Le 23 mars dernier, sur France Inter, l’émission de Jean-Pierre Coffe : « Ça se bouffe pas, ça se mange » était consacrée à l’œuf.
On y apprenait que les poules pouvaient être élevées suivant différentes modalités et on comprenait que le consommateur avait bien du mal à s’y retrouver dans les différentes appellations : « œufs frais », « fermiers », « gros œufs », « provenant de poules élevées au sol », « en plein air », « en libre parcours » ; seules les trois dernières catégories font réellement référence aux conditions d’élevage des poules : industriel en bâtiment (avec ou sans parcours extérieur) pour la mention « au sol », à l’extérieur avec abri pour « plein air » (en application à partir de 2003 de la directive européenne 1999/74/CE sur le « bien-être des poules pondeuses », les poules jouissant pendant la journée d’une possibilité ininterrompue de libre parcours en plein air et la densité animale ne devant, à aucun moment, dépasser 2 500 poules par hectare de surface utilisable, soit au minimum 4 m2 par poule), ou en « libre parcours » (parcours d’au moins 10 m2 par poule).
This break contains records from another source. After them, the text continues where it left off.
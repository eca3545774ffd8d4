use chrono::NaiveDate;

#[derive(Debug, Clone, PartialEq, Eq)]
pub struct Invoice {
    pub number: String,
    pub link: String,
    pub start_date: NaiveDate,
    pub expire_date: NaiveDate,
    /// Amount in minor currency units
    pub payment: i64,
    pub state: InvoiceState,
}

#[derive(Debug, Clone, Copy, PartialEq, Eq, Hash, strum::Display, strum::EnumString)]
pub enum InvoiceState {
    NeedPay,
    FinishedPay,
}

impl Invoice {
    #[must_use]
    pub fn is_unpaid(&self) -> bool {
        self.state == InvoiceState::NeedPay
    }

    /// An unpaid invoice whose expire date is before `today`
    #[must_use]
    pub fn is_overdue(&self, today: NaiveDate) -> bool {
        self.is_unpaid() && self.expire_date < today
    }
}
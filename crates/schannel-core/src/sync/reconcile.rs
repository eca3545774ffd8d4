use schannel_shared::account::{NodeId, SsrInfo};

/// Works out which node should be selected given the latest node list.
///
/// Keeps `current` if it is still offered, otherwise falls back to the first
/// node (or nothing when the list is empty)
pub(crate) fn reconcile_selection(current: Option<&NodeId>, info: &SsrInfo) -> Option<NodeId> {
    match current {
        Some(id) if info.contains(id) => Some(id.clone()),
        _ => info.first().map(|node| node.id.clone()),
    }
}
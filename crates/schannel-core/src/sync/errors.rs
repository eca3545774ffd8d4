use schannel_shared::{account::NodeId, errors::NotLoggedInError};

use crate::{config_store::ConfigError, remote::RemoteError, sync::AggregateView};

#[derive(Debug, Clone, Copy, PartialEq, Eq, strum::Display)]
pub enum FetchTarget {
    Service,
    Invoices,
    SsrInfo,
}

#[derive(thiserror::Error, Debug, Clone, PartialEq, Eq)]
pub enum FetchCause {
    #[error(transparent)]
    Remote(#[from] RemoteError),
    #[error("cancelled")]
    Cancelled,
    #[error("timed out")]
    TimedOut,
    /// The node list cannot be requested without knowing the service
    #[error("no service available to fetch nodes for")]
    ServiceUnavailable,
}

/// One remote call of a refresh that did not produce a value
#[derive(thiserror::Error, Debug, Clone, PartialEq, Eq)]
#[error("failed to fetch {target}: {cause}")]
pub struct FetchError {
    pub target: FetchTarget,
    pub cause: FetchCause,
}

#[derive(thiserror::Error, Debug)]
pub enum RefreshFailure {
    #[error(transparent)]
    Fetch(#[from] FetchError),
    #[error("failed to persist reconciled node selection: {0}")]
    Persist(#[from] ConfigError),
}

/// A refresh that only partly succeeded.
///
/// The view is still usable, each field says whether it is fresh, stale or
/// missing
#[derive(thiserror::Error, Debug)]
#[error("refresh incomplete ({} failure(s)): {}", .failures.len(), summarize(.failures))]
pub struct PartialRefresh {
    pub view: Box<AggregateView>,
    pub failures: Vec<RefreshFailure>,
}

#[derive(thiserror::Error, Debug)]
pub enum RefreshError {
    #[error(transparent)]
    NotLoggedIn(#[from] NotLoggedInError),
    #[error(transparent)]
    Partial(#[from] PartialRefresh),
}

/// The requested node is not in the latest node list
#[derive(thiserror::Error, Debug, Clone, PartialEq, Eq)]
#[error("node '{node_id}' is not available")]
pub struct InvalidSelectionError {
    pub node_id: NodeId,
}

#[derive(thiserror::Error, Debug)]
pub enum NodeSwitchError {
    #[error(transparent)]
    InvalidSelection(#[from] InvalidSelectionError),
    #[error("failed to save node selection: {0}")]
    Config(#[from] ConfigError),
}

impl FetchError {
    pub fn new(target: FetchTarget, cause: FetchCause) -> Self {
        Self { target, cause }
    }

    pub fn is_unauthorized(&self) -> bool {
        matches!(&self.cause, FetchCause::Remote(remote) if remote.is_unauthorized())
    }
}

impl PartialRefresh {
    pub fn fetch_errors(&self) -> impl Iterator<Item = &FetchError> {
        self.failures.iter().filter_map(|failure| match failure {
            RefreshFailure::Fetch(err) => Some(err),
            RefreshFailure::Persist(_) => None,
        })
    }

    pub fn failed_targets(&self) -> Vec<FetchTarget> {
        self.fetch_errors().map(|err| err.target).collect()
    }
}

impl RefreshError {
    /// The view to render, if the refresh got far enough to produce one
    pub fn partial_view(&self) -> Option<&AggregateView> {
        match self {
            RefreshError::NotLoggedIn(_) => None,
            RefreshError::Partial(partial) => Some(&partial.view),
        }
    }
}

fn summarize(failures: &[RefreshFailure]) -> String {
    failures
        .iter()
        .map(ToString::to_string)
        .collect::<Vec<_>>()
        .join("; ")
}
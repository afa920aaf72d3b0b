use std::io;
use std::path::{Path, PathBuf};

use chrono::Utc;

use crate::util::{atomic_copy, atomic_write};

// ============================================================================
// Storage Seam
// ============================================================================

/// Document-persistence primitives behind the feed store.
///
/// The store depends only on this interface, so tests can run against an
/// in-memory implementation and the production path stays a single
/// file-backed implementation. All methods operate on raw bytes; the store
/// owns the JSON encoding.
pub trait Storage: Send + Sync {
    /// Read the canonical document bytes, `None` if no file exists yet.
    fn read_primary(&self) -> io::Result<Option<Vec<u8>>>;

    /// Read the single-slot backup, `None` if no backup exists.
    fn read_backup(&self) -> io::Result<Option<Vec<u8>>>;

    /// Replace the canonical document: copy the current contents (if any)
    /// to the single-slot backup, then write `contents` atomically so an
    /// external reader never observes a partial document.
    fn replace(&self, contents: &[u8]) -> io::Result<()>;

    /// Write a timestamped snapshot that is never overwritten, distinct
    /// from the rolling backup slot. Returns the snapshot location.
    fn snapshot(&self, contents: &[u8]) -> io::Result<PathBuf>;
}

// ============================================================================
// File-backed Storage
// ============================================================================

const DATA_FILE: &str = "feed-data.json";
const BACKUP_SUFFIX: &str = "bak";

/// Production [`Storage`]: one JSON file plus a `.bak` sibling in a data
/// directory.
pub struct FileStorage {
    data_file: PathBuf,
    backup_file: PathBuf,
}

impl FileStorage {
    /// Open storage rooted at `dir`, creating the directory if needed.
    pub fn open(dir: &Path) -> io::Result<Self> {
        std::fs::create_dir_all(dir)?;
        let data_file = dir.join(DATA_FILE);
        let backup_file = data_file.with_extension(format!("json.{BACKUP_SUFFIX}"));
        Ok(Self {
            data_file,
            backup_file,
        })
    }

    /// Open storage at `dir`, falling back to `default_dir` when `dir`
    /// cannot be created (bad mount, permissions). Startup must not abort
    /// over a misconfigured path override.
    pub fn open_or_default(dir: &Path, default_dir: &Path) -> io::Result<Self> {
        match Self::open(dir) {
            Ok(storage) => Ok(storage),
            Err(e) => {
                tracing::warn!(
                    path = %dir.display(),
                    fallback = %default_dir.display(),
                    error = %e,
                    "Data directory unusable, falling back to default"
                );
                Self::open(default_dir)
            }
        }
    }

    /// Location of the canonical data file.
    pub fn data_file(&self) -> &Path {
        &self.data_file
    }
}

fn read_optional(path: &Path) -> io::Result<Option<Vec<u8>>> {
    match std::fs::read(path) {
        Ok(bytes) => Ok(Some(bytes)),
        Err(e) if e.kind() == io::ErrorKind::NotFound => Ok(None),
        Err(e) => Err(e),
    }
}

impl Storage for FileStorage {
    fn read_primary(&self) -> io::Result<Option<Vec<u8>>> {
        read_optional(&self.data_file)
    }

    fn read_backup(&self) -> io::Result<Option<Vec<u8>>> {
        read_optional(&self.backup_file)
    }

    fn replace(&self, contents: &[u8]) -> io::Result<()> {
        if self.data_file.exists() {
            atomic_copy(&self.data_file, &self.backup_file)?;
        }
        atomic_write(&self.data_file, contents)
    }

    fn snapshot(&self, contents: &[u8]) -> io::Result<PathBuf> {
        let stamp = Utc::now().format("%Y%m%d_%H%M%S");
        let base = self
            .data_file
            .with_extension(format!("json.backup.{stamp}"));

        // Never overwrite an earlier snapshot taken in the same second.
        let mut path = base.clone();
        let mut n = 1;
        while path.exists() {
            path = PathBuf::from(format!("{}.{n}", base.display()));
            n += 1;
        }

        atomic_write(&path, contents)?;
        Ok(path)
    }
}

// ============================================================================
// In-memory Storage (test fake)
// ============================================================================

/// In-memory [`Storage`] for unit tests: same backup/replace semantics as
/// [`FileStorage`], no filesystem.
#[derive(Default)]
pub struct MemoryStorage {
    inner: std::sync::Mutex<MemoryInner>,
}

#[derive(Default)]
struct MemoryInner {
    primary: Option<Vec<u8>>,
    backup: Option<Vec<u8>>,
    snapshots: Vec<Vec<u8>>,
}

impl MemoryStorage {
    pub fn new() -> Self {
        Self::default()
    }

    /// Overwrite the primary slot directly, bypassing backup rotation.
    /// Lets tests plant corrupt or missing primaries.
    pub fn set_primary(&self, contents: Option<Vec<u8>>) {
        self.inner.lock().unwrap().primary = contents;
    }

    /// Overwrite the backup slot directly.
    pub fn set_backup(&self, contents: Option<Vec<u8>>) {
        self.inner.lock().unwrap().backup = contents;
    }

    pub fn snapshot_count(&self) -> usize {
        self.inner.lock().unwrap().snapshots.len()
    }
}

impl Storage for MemoryStorage {
    fn read_primary(&self) -> io::Result<Option<Vec<u8>>> {
        Ok(self.inner.lock().unwrap().primary.clone())
    }

    fn read_backup(&self) -> io::Result<Option<Vec<u8>>> {
        Ok(self.inner.lock().unwrap().backup.clone())
    }

    fn replace(&self, contents: &[u8]) -> io::Result<()> {
        let mut inner = self.inner.lock().unwrap();
        if let Some(current) = inner.primary.take() {
            inner.backup = Some(current);
        }
        inner.primary = Some(contents.to_vec());
        Ok(())
    }

    fn snapshot(&self, contents: &[u8]) -> io::Result<PathBuf> {
        let mut inner = self.inner.lock().unwrap();
        inner.snapshots.push(contents.to_vec());
        Ok(PathBuf::from(format!(
            "memory://snapshot/{}",
            inner.snapshots.len()
        )))
    }
}
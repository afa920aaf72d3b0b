//! The HTTP surface: a thin axum router over the store and the publisher.
//!
//! Handlers own no business logic; they translate requests into store and
//! publisher calls and map errors to status codes. The generated XML is
//! served statically from the public directory.

mod error;
mod handlers;

pub use error::{ApiError, ApiResult};

use std::path::Path;
use std::sync::Arc;
use std::time::Instant;

use axum::routing::{get, post};
use axum::Router;
use tower_http::cors::CorsLayer;
use tower_http::services::ServeDir;

use crate::publish::Publisher;
use crate::store::FeedStore;

#[derive(Clone)]
pub struct AppState {
    pub store: Arc<FeedStore>,
    pub publisher: Arc<Publisher>,
    started_at: Instant,
}

impl AppState {
    pub fn new(store: Arc<FeedStore>, publisher: Arc<Publisher>) -> Self {
        Self {
            store,
            publisher,
            started_at: Instant::now(),
        }
    }

    pub fn uptime_secs(&self) -> u64 {
        self.started_at.elapsed().as_secs()
    }
}

/// Build the application router: API routes plus static serving of the
/// generated artifact. CORS is permissive; the API is consumed by
/// dashboards on other origins.
pub fn create_router(state: AppState, public_dir: &Path) -> Router {
    Router::new()
        .route("/health", get(handlers::health))
        .route(
            "/api/feed/items",
            get(handlers::list_items).post(handlers::create_item),
        )
        .route(
            "/api/feed/items/{id}",
            get(handlers::get_item)
                .put(handlers::update_item)
                .delete(handlers::delete_item),
        )
        .route("/api/feed/bulk", post(handlers::bulk_import))
        .route(
            "/api/feed/info",
            get(handlers::get_feed_info).put(handlers::update_feed_info),
        )
        .route("/api/feed/regenerate", post(handlers::regenerate))
        .route("/api/backup", post(handlers::backup))
        .layer(CorsLayer::permissive())
        .fallback_service(ServeDir::new(public_dir))
        .with_state(state)
}
use axum::{
    extract::{Path, State},
    http::StatusCode,
    Json,
};
use serde::Serialize;
use uuid::Uuid;

use crate::store::{BulkReport, FeedInfo, FeedItem, ItemPatch, NewItem};

use super::error::ApiResult;
use super::AppState;

#[derive(Debug, Serialize)]
#[serde(rename_all = "camelCase")]
pub struct HealthResponse {
    pub status: &'static str,
    pub item_count: usize,
    pub last_modified: chrono::DateTime<chrono::Utc>,
    /// Seconds since process start.
    pub uptime: u64,
}

#[derive(Debug, Serialize)]
pub struct StatusResponse {
    pub status: &'static str,
}

#[derive(Debug, Serialize)]
pub struct BackupResponse {
    pub path: String,
}

/// Regenerate the artifact after a successful mutation. A publish failure
/// is logged, not surfaced: the document is already saved and the next
/// write will bring the artifact back in sync.
async fn publish_after_mutation(state: &AppState) {
    if let Err(e) = state.publisher.regenerate().await {
        tracing::error!(error = %e, "Failed to regenerate feed after mutation");
    }
}

/// Liveness probe with basic store stats
pub async fn health(State(state): State<AppState>) -> Json<HealthResponse> {
    let doc = state.store.load().into_document();
    Json(HealthResponse {
        status: "healthy",
        item_count: doc.items.len(),
        last_modified: doc.metadata.last_modified,
        uptime: state.uptime_secs(),
    })
}

/// List all items in storage order
pub async fn list_items(State(state): State<AppState>) -> Json<Vec<FeedItem>> {
    Json(state.store.items())
}

/// Fetch a single item by id
pub async fn get_item(
    State(state): State<AppState>,
    Path(id): Path<Uuid>,
) -> ApiResult<Json<FeedItem>> {
    let item = state.store.item(id)?;
    Ok(Json(item))
}

/// Create an item and republish the feed
pub async fn create_item(
    State(state): State<AppState>,
    Json(payload): Json<NewItem>,
) -> ApiResult<(StatusCode, Json<FeedItem>)> {
    let item = state.store.create_item(payload).await?;
    publish_after_mutation(&state).await;
    Ok((StatusCode::CREATED, Json(item)))
}

/// Partially update an item and republish the feed
pub async fn update_item(
    State(state): State<AppState>,
    Path(id): Path<Uuid>,
    Json(payload): Json<ItemPatch>,
) -> ApiResult<Json<FeedItem>> {
    let item = state.store.update_item(id, payload).await?;
    publish_after_mutation(&state).await;
    Ok(Json(item))
}

/// Delete an item and republish the feed
pub async fn delete_item(
    State(state): State<AppState>,
    Path(id): Path<Uuid>,
) -> ApiResult<Json<FeedItem>> {
    let item = state.store.delete_item(id).await?;
    publish_after_mutation(&state).await;
    Ok(Json(item))
}

/// Import a batch of items; invalid entries are reported, not fatal
pub async fn bulk_import(
    State(state): State<AppState>,
    Json(payload): Json<Vec<NewItem>>,
) -> ApiResult<Json<BulkReport>> {
    let report = state.store.bulk_import(payload).await?;
    if report.added_count > 0 {
        publish_after_mutation(&state).await;
    }
    Ok(Json(report))
}

/// Current feed-level metadata
pub async fn get_feed_info(State(state): State<AppState>) -> Json<FeedInfo> {
    Json(state.store.feed_info())
}

/// Partially update feed-level metadata and republish the feed
pub async fn update_feed_info(
    State(state): State<AppState>,
    Json(payload): Json<FeedInfo>,
) -> ApiResult<Json<FeedInfo>> {
    let info = state.store.update_feed_info(payload).await?;
    publish_after_mutation(&state).await;
    Ok(Json(info))
}

/// Force a rebuild of the XML artifact
pub async fn regenerate(State(state): State<AppState>) -> ApiResult<Json<StatusResponse>> {
    state.publisher.regenerate().await?;
    Ok(Json(StatusResponse {
        status: "regenerated",
    }))
}

/// Write a timestamped snapshot of the document
pub async fn backup(State(state): State<AppState>) -> ApiResult<Json<BackupResponse>> {
    let path = state.store.backup().await?;
    Ok(Json(BackupResponse {
        path: path.display().to_string(),
    }))
}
Enfin, cas particulier, les labels rouges correspondent à un élevage au sol avec « parcours herbeux ou de sous-bois » de 5 m_ pour chaque poule…
Plusieurs grands producteurs participaient à l’émission et l’un d’entre eux a voulu justifier l’élevage en batteries par le fait qu’on élève en France quelque 60 millions de poules pondeuses qui, si elles devaient disposer chacune de 4 m2, occuperaient la moitié du territoire métropolitain(1) (sic).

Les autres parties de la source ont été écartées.